# INPUT FOR THIS TASK
-----
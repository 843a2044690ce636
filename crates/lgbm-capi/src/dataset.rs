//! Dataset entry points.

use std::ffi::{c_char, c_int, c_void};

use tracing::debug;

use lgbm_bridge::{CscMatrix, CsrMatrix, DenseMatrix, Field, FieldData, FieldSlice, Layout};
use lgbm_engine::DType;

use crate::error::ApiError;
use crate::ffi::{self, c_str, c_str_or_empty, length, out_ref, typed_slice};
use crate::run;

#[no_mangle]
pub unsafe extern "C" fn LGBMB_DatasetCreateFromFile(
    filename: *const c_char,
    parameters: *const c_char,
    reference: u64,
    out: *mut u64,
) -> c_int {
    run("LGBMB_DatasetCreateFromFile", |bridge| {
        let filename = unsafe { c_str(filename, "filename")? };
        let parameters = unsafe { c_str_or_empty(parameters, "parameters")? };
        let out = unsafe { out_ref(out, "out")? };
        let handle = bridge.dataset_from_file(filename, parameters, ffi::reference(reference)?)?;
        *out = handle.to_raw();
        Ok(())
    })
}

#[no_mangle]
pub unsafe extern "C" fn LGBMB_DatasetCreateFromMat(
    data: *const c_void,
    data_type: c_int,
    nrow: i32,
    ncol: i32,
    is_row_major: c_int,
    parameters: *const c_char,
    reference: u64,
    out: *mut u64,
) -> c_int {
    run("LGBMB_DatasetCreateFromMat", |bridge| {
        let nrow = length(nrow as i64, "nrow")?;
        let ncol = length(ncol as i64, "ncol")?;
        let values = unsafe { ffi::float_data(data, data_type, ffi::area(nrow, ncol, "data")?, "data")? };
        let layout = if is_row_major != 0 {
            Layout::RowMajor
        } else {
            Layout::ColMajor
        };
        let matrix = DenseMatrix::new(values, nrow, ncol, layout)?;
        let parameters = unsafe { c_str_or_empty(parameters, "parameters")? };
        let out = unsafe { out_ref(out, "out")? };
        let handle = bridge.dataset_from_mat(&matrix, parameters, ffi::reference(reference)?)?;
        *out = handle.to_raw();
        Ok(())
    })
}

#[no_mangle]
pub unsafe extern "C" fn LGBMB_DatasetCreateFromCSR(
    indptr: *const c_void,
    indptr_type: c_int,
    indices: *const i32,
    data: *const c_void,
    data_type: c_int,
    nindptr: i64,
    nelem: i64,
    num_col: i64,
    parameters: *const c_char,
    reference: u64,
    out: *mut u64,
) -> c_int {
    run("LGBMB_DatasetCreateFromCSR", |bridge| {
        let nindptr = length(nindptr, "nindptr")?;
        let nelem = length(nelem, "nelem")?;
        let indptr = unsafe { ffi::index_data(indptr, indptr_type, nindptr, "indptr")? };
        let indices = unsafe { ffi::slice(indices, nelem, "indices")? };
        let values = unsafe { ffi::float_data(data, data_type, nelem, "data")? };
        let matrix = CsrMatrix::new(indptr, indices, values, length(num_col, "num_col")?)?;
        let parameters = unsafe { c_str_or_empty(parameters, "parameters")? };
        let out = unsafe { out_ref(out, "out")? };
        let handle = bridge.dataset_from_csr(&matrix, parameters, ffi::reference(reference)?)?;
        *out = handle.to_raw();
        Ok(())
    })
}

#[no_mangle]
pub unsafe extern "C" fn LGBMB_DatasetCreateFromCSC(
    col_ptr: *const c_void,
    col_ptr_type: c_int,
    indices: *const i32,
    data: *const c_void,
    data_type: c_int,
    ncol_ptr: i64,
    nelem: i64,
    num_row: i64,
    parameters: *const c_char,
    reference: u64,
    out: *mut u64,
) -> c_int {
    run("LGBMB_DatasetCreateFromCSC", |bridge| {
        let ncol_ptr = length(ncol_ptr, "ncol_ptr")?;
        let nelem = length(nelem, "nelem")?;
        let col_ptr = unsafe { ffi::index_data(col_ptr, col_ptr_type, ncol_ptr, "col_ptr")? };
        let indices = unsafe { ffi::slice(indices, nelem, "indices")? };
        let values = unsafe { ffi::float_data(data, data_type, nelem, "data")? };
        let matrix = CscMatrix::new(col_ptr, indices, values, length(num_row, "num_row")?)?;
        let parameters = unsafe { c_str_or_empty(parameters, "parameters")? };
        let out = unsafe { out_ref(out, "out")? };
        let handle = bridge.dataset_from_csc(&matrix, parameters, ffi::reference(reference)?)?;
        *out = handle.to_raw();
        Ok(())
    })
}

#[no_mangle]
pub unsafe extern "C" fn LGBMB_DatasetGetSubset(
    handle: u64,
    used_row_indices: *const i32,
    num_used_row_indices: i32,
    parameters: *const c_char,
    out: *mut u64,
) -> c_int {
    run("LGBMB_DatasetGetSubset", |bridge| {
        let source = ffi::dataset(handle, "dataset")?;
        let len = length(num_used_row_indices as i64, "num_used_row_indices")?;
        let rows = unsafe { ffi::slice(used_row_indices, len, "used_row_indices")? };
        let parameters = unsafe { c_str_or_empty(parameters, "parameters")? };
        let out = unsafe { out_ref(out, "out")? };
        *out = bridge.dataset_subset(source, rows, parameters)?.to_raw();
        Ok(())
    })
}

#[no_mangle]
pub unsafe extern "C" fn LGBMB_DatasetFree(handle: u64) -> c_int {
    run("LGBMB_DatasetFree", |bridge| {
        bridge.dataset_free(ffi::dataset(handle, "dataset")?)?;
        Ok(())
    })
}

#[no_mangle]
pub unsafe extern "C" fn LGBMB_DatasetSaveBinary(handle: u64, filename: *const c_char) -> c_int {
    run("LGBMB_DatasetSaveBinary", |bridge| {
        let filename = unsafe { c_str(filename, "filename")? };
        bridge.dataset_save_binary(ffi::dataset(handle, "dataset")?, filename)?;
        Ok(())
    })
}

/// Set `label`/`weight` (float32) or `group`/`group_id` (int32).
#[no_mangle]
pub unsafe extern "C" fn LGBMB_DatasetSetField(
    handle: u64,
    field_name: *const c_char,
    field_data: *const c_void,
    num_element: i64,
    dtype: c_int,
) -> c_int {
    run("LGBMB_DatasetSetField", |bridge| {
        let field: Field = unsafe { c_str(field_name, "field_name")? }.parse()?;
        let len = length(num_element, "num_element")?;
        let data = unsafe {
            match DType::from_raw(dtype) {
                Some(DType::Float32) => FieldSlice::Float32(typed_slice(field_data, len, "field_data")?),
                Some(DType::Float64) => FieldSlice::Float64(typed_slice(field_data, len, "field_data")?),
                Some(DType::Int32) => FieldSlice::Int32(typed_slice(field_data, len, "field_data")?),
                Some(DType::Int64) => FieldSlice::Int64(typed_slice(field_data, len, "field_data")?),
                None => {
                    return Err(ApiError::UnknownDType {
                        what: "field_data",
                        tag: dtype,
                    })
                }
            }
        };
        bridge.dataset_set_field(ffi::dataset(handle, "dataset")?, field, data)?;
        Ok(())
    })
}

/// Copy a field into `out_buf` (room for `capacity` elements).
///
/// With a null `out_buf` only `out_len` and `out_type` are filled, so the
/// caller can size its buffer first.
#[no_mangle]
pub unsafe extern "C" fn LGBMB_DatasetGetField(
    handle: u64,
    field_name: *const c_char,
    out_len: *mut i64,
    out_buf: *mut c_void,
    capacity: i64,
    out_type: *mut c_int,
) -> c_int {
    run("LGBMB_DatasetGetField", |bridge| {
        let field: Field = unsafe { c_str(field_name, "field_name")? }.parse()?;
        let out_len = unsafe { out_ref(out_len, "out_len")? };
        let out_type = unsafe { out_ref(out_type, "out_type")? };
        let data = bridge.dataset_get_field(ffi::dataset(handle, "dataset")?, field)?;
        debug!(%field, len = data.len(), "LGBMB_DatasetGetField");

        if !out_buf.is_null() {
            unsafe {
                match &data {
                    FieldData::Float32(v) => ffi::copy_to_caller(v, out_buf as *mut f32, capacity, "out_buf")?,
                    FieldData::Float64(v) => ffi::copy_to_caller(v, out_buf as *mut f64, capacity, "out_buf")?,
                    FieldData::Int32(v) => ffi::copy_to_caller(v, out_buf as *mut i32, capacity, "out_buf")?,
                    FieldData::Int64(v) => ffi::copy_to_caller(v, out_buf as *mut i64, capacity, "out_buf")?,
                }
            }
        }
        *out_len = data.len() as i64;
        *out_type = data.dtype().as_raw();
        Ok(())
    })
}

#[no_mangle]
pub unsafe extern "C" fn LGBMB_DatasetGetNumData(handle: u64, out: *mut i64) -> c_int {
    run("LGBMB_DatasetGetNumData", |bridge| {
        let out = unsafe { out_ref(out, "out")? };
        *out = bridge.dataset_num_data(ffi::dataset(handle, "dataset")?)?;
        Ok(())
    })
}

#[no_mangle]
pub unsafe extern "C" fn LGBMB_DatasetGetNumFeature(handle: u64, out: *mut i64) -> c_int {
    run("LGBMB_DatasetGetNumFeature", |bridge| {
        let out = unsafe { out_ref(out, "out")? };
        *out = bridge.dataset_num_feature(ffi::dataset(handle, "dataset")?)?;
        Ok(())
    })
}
-----
# ASSIGNMENT
The answer must consist of every line above that contains the word "nindptr".

# RESULT OF THIS TASK
    nindptr: i64,
        let nindptr = length(nindptr, "nindptr")?;
        let indptr = unsafe { ffi::index_data(indptr, indptr_type, nindptr, "indptr")? };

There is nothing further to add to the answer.